Research finds principles of dharma as a basis for developing sustainable and responsible business

Joelena Leader

Dr. Suresh Kalagnanam (PhD) is an Associate Professor of Accounting at the Edwards School of Business (Edwards) whose research explores management accounting and control, particularly with respect to two main streams of responsible business and the social return on investment, and spirituality in organizations. Presently, Dr. Kalagnanam is leading a research program that considers how organizations incorporate and embrace principles of spirituality and specifically the concept of Dharma in how they operate and manage their organization. This work has led to innovations in the way we can understand responsible business practices at various levels and is highly multidisciplinary that has created meaningful research collaborations.
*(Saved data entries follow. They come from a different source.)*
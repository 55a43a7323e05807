// 2.0: raw position records as the execution and DeFi subsystems hand them over.
// fields mirror the dashboard store, so nearly everything is optional and read defensively.
// 2.1 has the strategy lifecycle (strict forward state machine) at the bottom.

use crate::types::{non_negative, EventSide, PositionId, Side, Usd};
use rust_decimal::Decimal;
use serde::{Deserialize, Serialize};
use std::fmt;

#[derive(Debug, Clone, Copy, PartialEq, Eq, Serialize, Deserialize)]
#[serde(rename_all = "lowercase")]
pub enum InstrumentType {
    Perp,
    Event,
    /// Anything the execution layer added after this crate was built.
    #[serde(other)]
    Unsupported,
}

#[derive(Debug, Clone, Copy, PartialEq, Eq, Serialize, Deserialize)]
#[serde(rename_all = "lowercase")]
pub enum StrategyStatus {
    Draft,
    Queued,
    Executing,
    Executed,
    Closed,
    #[serde(other)]
    Unknown,
}

impl StrategyStatus {
    fn rank(&self) -> Option<u8> {
        match self {
            StrategyStatus::Draft => Some(0),
            StrategyStatus::Queued => Some(1),
            StrategyStatus::Executing => Some(2),
            StrategyStatus::Executed => Some(3),
            StrategyStatus::Closed => Some(4),
            StrategyStatus::Unknown => None,
        }
    }

    pub fn is_live(&self) -> bool {
        matches!(self, StrategyStatus::Executing | StrategyStatus::Executed)
    }

    pub fn is_terminal(&self) -> bool {
        matches!(self, StrategyStatus::Closed | StrategyStatus::Unknown)
    }

    /// Moves only forward. Skipping stages is allowed, going back is not.
    pub fn can_advance_to(&self, next: StrategyStatus) -> bool {
        if self.is_terminal() {
            return false;
        }
        match (self.rank(), next.rank()) {
            (Some(from), Some(to)) => to > from,
            _ => false,
        }
    }
}

impl fmt::Display for StrategyStatus {
    fn fmt(&self, f: &mut fmt::Formatter<'_>) -> fmt::Result {
        let label = match self {
            StrategyStatus::Draft => "draft",
            StrategyStatus::Queued => "queued",
            StrategyStatus::Executing => "executing",
            StrategyStatus::Executed => "executed",
            StrategyStatus::Closed => "closed",
            StrategyStatus::Unknown => "unknown",
        };
        f.write_str(label)
    }
}

/// A perp or event trade as drafted by chat and tracked through execution.
#[derive(Debug, Clone, PartialEq, Serialize, Deserialize)]
#[serde(rename_all = "camelCase")]
pub struct Strategy {
    pub id: PositionId,
    pub instrument_type: InstrumentType,
    pub status: StrategyStatus,
    /// Settled flag. An executed strategy keeps its status label once closed out.
    #[serde(default)]
    pub is_closed: bool,
    #[serde(default)]
    pub side: Option<Side>,
    #[serde(default)]
    pub event_side: Option<EventSide>,
    #[serde(default)]
    pub risk_percent: Option<Decimal>,
    #[serde(default)]
    pub notional_usd: Option<Decimal>,
    #[serde(default)]
    pub stake_usd: Option<Decimal>,
    #[serde(default)]
    pub stop_loss: Option<Decimal>,
    #[serde(default)]
    pub leverage: Option<Decimal>,
    #[serde(default)]
    pub market: Option<String>,
    #[serde(default)]
    pub event_label: Option<String>,
}

impl Strategy {
    fn blank(id: impl Into<String>, instrument_type: InstrumentType) -> Self {
        Self {
            id: PositionId::new(id),
            instrument_type,
            status: StrategyStatus::Draft,
            is_closed: false,
            side: None,
            event_side: None,
            risk_percent: None,
            notional_usd: None,
            stake_usd: None,
            stop_loss: None,
            leverage: None,
            market: None,
            event_label: None,
        }
    }

    pub fn perp(id: impl Into<String>, market: impl Into<String>, side: Side, notional: Decimal) -> Self {
        let mut strategy = Self::blank(id, InstrumentType::Perp);
        strategy.market = Some(market.into());
        strategy.side = Some(side);
        strategy.notional_usd = Some(notional);
        strategy
    }

    pub fn event(id: impl Into<String>, label: impl Into<String>, side: EventSide, stake: Decimal) -> Self {
        let mut strategy = Self::blank(id, InstrumentType::Event);
        strategy.event_label = Some(label.into());
        strategy.event_side = Some(side);
        strategy.stake_usd = Some(stake);
        strategy
    }

    pub fn with_status(mut self, status: StrategyStatus) -> Self {
        self.status = status;
        self
    }

    pub fn with_leverage(mut self, leverage: Decimal) -> Self {
        self.leverage = Some(leverage);
        self
    }

    pub fn with_stop_loss(mut self, stop_loss: Decimal) -> Self {
        self.stop_loss = Some(stop_loss);
        self
    }

    pub fn with_risk_percent(mut self, risk_percent: Decimal) -> Self {
        self.risk_percent = Some(risk_percent);
        self
    }

    pub fn settled(mut self) -> Self {
        self.is_closed = true;
        self
    }

    /// The one open predicate. Exposure, counts and alerts all go through here.
    pub fn is_open(&self) -> bool {
        self.status.is_live() && !self.is_closed
    }

    pub fn notional(&self) -> Usd {
        Usd::from_raw(self.notional_usd)
    }

    pub fn stake(&self) -> Usd {
        Usd::from_raw(self.stake_usd)
    }

    pub fn leverage_value(&self) -> Decimal {
        non_negative(self.leverage)
    }

    pub fn risk_percent_value(&self) -> Decimal {
        non_negative(self.risk_percent)
    }

    // missing, zero and negative stops all count as no stop
    pub fn has_stop_loss(&self) -> bool {
        non_negative(self.stop_loss) > Decimal::ZERO
    }

    pub fn label(&self) -> &str {
        let named = match self.instrument_type {
            InstrumentType::Perp => self.market.as_deref(),
            InstrumentType::Event => self.event_label.as_deref(),
            InstrumentType::Unsupported => None,
        };
        named.unwrap_or(self.id.as_str())
    }

    // 2.1: lifecycle step for whoever owns the record. never called by the derivations.
    pub fn advance(&mut self, next: StrategyStatus) -> Result<(), StrategyError> {
        if !self.status.can_advance_to(next) {
            return Err(StrategyError::InvalidTransition {
                id: self.id.clone(),
                from: self.status,
                to: next,
            });
        }
        self.status = next;
        Ok(())
    }
}

#[derive(Debug, Clone, Copy, PartialEq, Eq, Serialize, Deserialize)]
#[serde(rename_all = "lowercase")]
pub enum DefiStatus {
    Proposed,
    Active,
    Closed,
    #[serde(other)]
    Unknown,
}

/// A yield deposit planned or executed through the DeFi flow.
#[derive(Debug, Clone, PartialEq, Serialize, Deserialize)]
#[serde(rename_all = "camelCase")]
pub struct DefiPosition {
    pub id: PositionId,
    pub status: DefiStatus,
    pub protocol: String,
    pub asset: String,
    #[serde(default)]
    pub deposit_usd: Option<Decimal>,
    #[serde(default)]
    pub apy_pct: Option<Decimal>,
}

impl DefiPosition {
    pub fn new(
        id: impl Into<String>,
        protocol: impl Into<String>,
        asset: impl Into<String>,
        deposit: Decimal,
    ) -> Self {
        Self {
            id: PositionId::new(id),
            status: DefiStatus::Proposed,
            protocol: protocol.into(),
            asset: asset.into(),
            deposit_usd: Some(deposit),
            apy_pct: None,
        }
    }

    pub fn with_status(mut self, status: DefiStatus) -> Self {
        self.status = status;
        self
    }

    pub fn with_apy(mut self, apy_pct: Decimal) -> Self {
        self.apy_pct = Some(apy_pct);
        self
    }

    pub fn is_active(&self) -> bool {
        self.status == DefiStatus::Active
    }

    pub fn deposit(&self) -> Usd {
        Usd::from_raw(self.deposit_usd)
    }

    pub fn apy(&self) -> Decimal {
        non_negative(self.apy_pct)
    }
}

#[derive(Debug, Clone, PartialEq, Eq, thiserror::Error)]
pub enum StrategyError {
    #[error("Strategy {id} cannot move from {from} to {to}")]
    InvalidTransition {
        id: PositionId,
        from: StrategyStatus,
        to: StrategyStatus,
    },
}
Kalagnanam’s research is published in peer-reviewed academic journals including the International Journal of Business Governance and Ethics, International Journal of Productivity and Performance Management, International Journal of Indian Culture and Business Management, Accounting Perspectives, and the IMA Educational Case Journal. He has presented his research nationally and internationally at the Canadian Academic Accounting Association, Administrative Sciences Association of Canada (ASAC) and the International Conference on Responsible Organizations in the Global Context and has served as a reviewer for journals such as: Management Accounting Research, Accounting Perspectives, IMA Educational Case Journal and the International Journal of Education Management.

Spirituality and Organizations

Kalagnanam has a long history of research, with first being exposed to the world of research in his M.Sc. program. He has published extensively and in highly ranked journals in his field starting with a research monograph in CMA Canada, one of the three legacy accounting bodies, as well as in the Accounting, Organizations and Society journal (ABDC ranked A* journal).
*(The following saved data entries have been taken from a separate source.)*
// 8.0 config.rs: every threshold the engine reads, in one place. risk profile, alert bands, placeholder split.
// 8.1 presets mirror the settings screen: balanced (default), conservative, aggressive.

use crate::types::Severity;
use rust_decimal::Decimal;
use rust_decimal_macros::dec;
use serde::{Deserialize, Serialize};

/// Two strict thresholds. Above `high` is high severity, above `medium` is medium.
#[derive(Debug, Clone, Copy, PartialEq, Eq, Serialize, Deserialize)]
pub struct SeverityBand<T> {
    pub medium: T,
    pub high: T,
}

impl<T: PartialOrd + Copy> SeverityBand<T> {
    pub fn new(medium: T, high: T) -> Self {
        Self { medium, high }
    }

    pub fn classify(&self, value: T) -> Option<Severity> {
        if value > self.high {
            Some(Severity::High)
        } else if value > self.medium {
            Some(Severity::Med)
        } else {
            None
        }
    }

    pub fn is_ordered(&self) -> bool {
        self.medium <= self.high
    }
}

// Alert rule thresholds. percentages are 0-100, leverage is the raw multiplier.
#[derive(Debug, Clone, PartialEq, Serialize, Deserialize)]
#[serde(rename_all = "camelCase")]
pub struct AlertThresholds {
    // Share of portfolio held by the largest bucket
    pub concentration_pct: SeverityBand<Decimal>,
    // Open perps + open events + active defi
    pub open_positions: SeverityBand<usize>,
    // Perp exposure as a share of account value
    pub perp_exposure_pct: SeverityBand<Decimal>,
    // Leverage on any single open perp
    pub leverage: SeverityBand<Decimal>,
}

impl Default for AlertThresholds {
    fn default() -> Self {
        Self {
            concentration_pct: SeverityBand::new(dec!(35), dec!(50)),
            open_positions: SeverityBand::new(7, 10),
            perp_exposure_pct: SeverityBand::new(dec!(60), dec!(80)),
            leverage: SeverityBand::new(dec!(10), dec!(15)),
        }
    }
}

/// User risk settings. Read-only input to every check.
#[derive(Debug, Clone, PartialEq, Serialize, Deserialize)]
#[serde(rename_all = "camelCase")]
pub struct RiskProfile {
    // Largest riskPercent a single trade may carry
    pub max_per_trade_risk_pct: Decimal,
    // Smallest acceptable distance to liquidation, percent of price
    pub min_liquidation_buffer_pct: Decimal,
    // Funding rate (percent per period) the funding monitor flags
    pub funding_alert_threshold_pct: Decimal,
    // Correlation above which the copilot suggests a hedge
    pub correlation_hedge_threshold: Decimal,
    pub alert_thresholds: AlertThresholds,
}

impl Default for RiskProfile {
    fn default() -> Self {
        Self {
            max_per_trade_risk_pct: dec!(3),
            min_liquidation_buffer_pct: dec!(15),
            funding_alert_threshold_pct: dec!(0.15),
            correlation_hedge_threshold: dec!(0.75),
            alert_thresholds: AlertThresholds::default(),
        }
    }
}

// One slice of the synthetic split shown to accounts with nothing to aggregate yet.
#[derive(Debug, Clone, PartialEq, Serialize, Deserialize)]
pub struct PlaceholderSlice {
    pub label: String,
    pub percentage: Decimal,
}

impl PlaceholderSlice {
    pub fn new(label: impl Into<String>, percentage: Decimal) -> Self {
        Self {
            label: label.into(),
            percentage,
        }
    }
}

pub fn default_placeholder_distribution() -> Vec<PlaceholderSlice> {
    vec![
        PlaceholderSlice::new("BTC", dec!(40)),
        PlaceholderSlice::new("ETH", dec!(30)),
        PlaceholderSlice::new("SOL", dec!(30)),
    ]
}

/** 8.2: complete engine configuration */
#[derive(Debug, Clone, PartialEq, Serialize, Deserialize)]
#[serde(rename_all = "camelCase")]
pub struct EngineConfig {
    pub profile: RiskProfile,
    // Empty disables the placeholder and zero-exposure accounts get an empty breakdown
    #[serde(default = "default_placeholder_distribution")]
    pub placeholder_distribution: Vec<PlaceholderSlice>,
}

impl Default for EngineConfig {
    fn default() -> Self {
        Self {
            profile: RiskProfile::default(),
            placeholder_distribution: default_placeholder_distribution(),
        }
    }
}

impl EngineConfig {
    // Tighter bands for small or new accounts
    pub fn conservative() -> Self {
        let mut config = Self::default();
        config.profile.max_per_trade_risk_pct = dec!(1);
        config.profile.min_liquidation_buffer_pct = dec!(25);
        config.profile.alert_thresholds.concentration_pct = SeverityBand::new(dec!(25), dec!(40));
        config.profile.alert_thresholds.perp_exposure_pct = SeverityBand::new(dec!(40), dec!(60));
        config.profile.alert_thresholds.leverage = SeverityBand::new(dec!(5), dec!(10));
        config
    }

    // Looser bands for active traders running a lot of leverage
    pub fn aggressive() -> Self {
        let mut config = Self::default();
        config.profile.max_per_trade_risk_pct = dec!(5);
        config.profile.min_liquidation_buffer_pct = dec!(8);
        config.profile.alert_thresholds.open_positions = SeverityBand::new(12, 20);
        config.profile.alert_thresholds.perp_exposure_pct = SeverityBand::new(dec!(80), dec!(120));
        config.profile.alert_thresholds.leverage = SeverityBand::new(dec!(20), dec!(40));
        config
    }

    pub fn from_json(json: &str) -> Result<Self, ConfigError> {
        let config: Self =
            serde_json::from_str(json).map_err(|e| ConfigError::Parse(e.to_string()))?;
        config.validate()?;
        Ok(config)
    }

    // Validate the configuration for internal consistency
    pub fn validate(&self) -> Result<(), ConfigError> {
        let profile = &self.profile;
        let hundred = dec!(100);

        if profile.max_per_trade_risk_pct <= Decimal::ZERO || profile.max_per_trade_risk_pct > hundred {
            return Err(ConfigError::InvalidProfile {
                reason: "Max per-trade risk must be in (0, 100]".to_string(),
            });
        }

        if profile.min_liquidation_buffer_pct < Decimal::ZERO || profile.min_liquidation_buffer_pct >= hundred {
            return Err(ConfigError::InvalidProfile {
                reason: "Liquidation buffer must be in [0, 100)".to_string(),
            });
        }

        if profile.funding_alert_threshold_pct < Decimal::ZERO {
            return Err(ConfigError::InvalidProfile {
                reason: "Funding alert threshold cannot be negative".to_string(),
            });
        }

        if profile.correlation_hedge_threshold < Decimal::ZERO
            || profile.correlation_hedge_threshold > Decimal::ONE
        {
            return Err(ConfigError::InvalidProfile {
                reason: "Correlation hedge threshold must be in [0, 1]".to_string(),
            });
        }

        let bands = &profile.alert_thresholds;
        let ordered = [
            ("concentration", bands.concentration_pct.is_ordered()),
            ("open positions", bands.open_positions.is_ordered()),
            ("perp exposure", bands.perp_exposure_pct.is_ordered()),
            ("leverage", bands.leverage.is_ordered()),
        ];
        if let Some((name, _)) = ordered.iter().find(|(_, ok)| !ok) {
            return Err(ConfigError::InvalidThresholds {
                reason: format!("{name} medium threshold is above its high threshold"),
            });
        }

        if bands.concentration_pct.medium < Decimal::ZERO || bands.concentration_pct.high > hundred {
            return Err(ConfigError::InvalidThresholds {
                reason: "Concentration thresholds must be within 0-100".to_string(),
            });
        }

        if !self.placeholder_distribution.is_empty() {
            let total = self
                .placeholder_distribution
                .iter()
                .try_fold(Decimal::ZERO, |acc, s| acc.checked_add(s.percentage));
            if total != Some(hundred) {
                let total = total.map_or_else(|| "more than Decimal::MAX".to_string(), |t| t.to_string());
                return Err(ConfigError::InvalidPlaceholder {
                    reason: format!("Slices sum to {total}, expected 100"),
                });
            }
            if self.placeholder_distribution.iter().any(|s| s.percentage <= Decimal::ZERO) {
                return Err(ConfigError::InvalidPlaceholder {
                    reason: "Every slice needs a positive share".to_string(),
                });
            }
        }

        Ok(())
    }
}

// Configuration validation errors
#[derive(Debug, Clone, PartialEq, Eq, thiserror::Error)]
pub enum ConfigError {
    #[error("Invalid risk profile: {reason}")]
    InvalidProfile { reason: String },

    #[error("Invalid alert thresholds: {reason}")]
    InvalidThresholds { reason: String },

    #[error("Invalid placeholder distribution: {reason}")]
    InvalidPlaceholder { reason: String },

    #[error("Could not parse config: {0}")]
    Parse(String),
}

// Settings presets
#[derive(Debug, Clone, Copy, PartialEq, Eq, Serialize, Deserialize)]
#[serde(rename_all = "snake_case")]
pub enum Preset {
    Balanced,
    Conservative,
    Aggressive,
}

impl Preset {
    pub fn config(&self) -> EngineConfig {
        match self {
            Preset::Balanced => EngineConfig::default(),
            Preset::Conservative => EngineConfig::conservative(),
            Preset::Aggressive => EngineConfig::aggressive(),
        }
    }
}

#[cfg(test)]
mod tests {
    use super::*;

    #[test]
    fn test_default_config_valid() {
        let config = EngineConfig::default();
        assert!(config.validate().is_ok());
        assert_eq!(config.placeholder_distribution.len(), 3);
    }

    #[test]
    fn test_default_thresholds_match_rule_table() {
        let t = AlertThresholds::default();
        assert_eq!(t.concentration_pct, SeverityBand::new(dec!(35), dec!(50)));
        assert_eq!(t.open_positions, SeverityBand::new(7, 10));
        assert_eq!(t.perp_exposure_pct, SeverityBand::new(dec!(60), dec!(80)));
        assert_eq!(t.leverage, SeverityBand::new(dec!(10), dec!(15)));
    }

    #[test]
    fn test_band_is_strict() {
        let band = SeverityBand::new(dec!(35), dec!(50));
        assert_eq!(band.classify(dec!(35)), None);
        assert_eq!(band.classify(dec!(35.01)), Some(Severity::Med));
        assert_eq!(band.classify(dec!(50)), Some(Severity::Med));
        assert_eq!(band.classify(dec!(51)), Some(Severity::High));
    }

    #[test]
    fn test_presets_valid() {
        assert!(Preset::Balanced.config().validate().is_ok());
        assert!(Preset::Conservative.config().validate().is_ok());
        assert!(Preset::Aggressive.config().validate().is_ok());
    }

    #[test]
    fn test_conservative_is_tighter() {
        let balanced = EngineConfig::default();
        let conservative = EngineConfig::conservative();
        assert!(
            conservative.profile.alert_thresholds.leverage.high
                < balanced.profile.alert_thresholds.leverage.high
        );
        assert!(conservative.profile.max_per_trade_risk_pct < balanced.profile.max_per_trade_risk_pct);
    }

    #[test]
    fn test_inverted_band_rejected() {
        let mut config = EngineConfig::default();
        config.profile.alert_thresholds.leverage = SeverityBand::new(dec!(20), dec!(10));

        let result = config.validate();
        assert!(matches!(result, Err(ConfigError::InvalidThresholds { .. })));
    }

    #[test]
    fn test_placeholder_must_sum_to_hundred() {
        let mut config = EngineConfig::default();
        config.placeholder_distribution[0].percentage = dec!(50);

        let result = config.validate();
        assert!(matches!(result, Err(ConfigError::InvalidPlaceholder { .. })));

        config.placeholder_distribution.clear();
        assert!(config.validate().is_ok());
    }

    #[test]
    fn test_placeholder_overflow_is_an_error() {
        let mut config = EngineConfig::default();
        config.placeholder_distribution[0].percentage = Decimal::MAX;
        config.placeholder_distribution[1].percentage = Decimal::MAX;

        assert!(matches!(config.validate(), Err(ConfigError::InvalidPlaceholder { .. })));
    }

    #[test]
    fn test_invalid_profile() {
        let mut config = EngineConfig::default();
        config.profile.max_per_trade_risk_pct = Decimal::ZERO;
        assert!(matches!(config.validate(), Err(ConfigError::InvalidProfile { .. })));
    }

    #[test]
    fn test_config_json_roundtrip_and_parse_error() {
        let config = EngineConfig::aggressive();
        let json = serde_json::to_string(&config).unwrap();
        let back = EngineConfig::from_json(&json).unwrap();
        assert_eq!(back, config);

        assert!(matches!(EngineConfig::from_json("{not json"), Err(ConfigError::Parse(_))));
    }
}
Kalagnanam’s research, while within the field of management accounting and control systems, has been evolving over time. Over the past 10 to 12 years, he has narrowed his focus on the kinds of problems and questions he’s aiming to solve and having spent the past 20 plus years learning more about Hindu philosophy, he’s started to incorporate questions about spirituality within the organizational context.

His research is motivated by understanding how spirituality may be incorporated into organizations, and how organizations can use the Hindu spiritual blueprint for living a good life as a way of guiding organizational practices.

Kalagnanam explained that “our scriptures talk about a blueprint for somebody to live a good life, a meaningful life, and an organization is a collection of individuals.” He continued, wondering, “when we look at it from that perspective, will the blueprint work for a collective of individuals within an organization?” This is a question that developed over a decade of work in this area, including deep inquiry and learning along the way.

Much of Kalagnanam’s research projects involve researchers across disciplinary boundaries both within business and beyond.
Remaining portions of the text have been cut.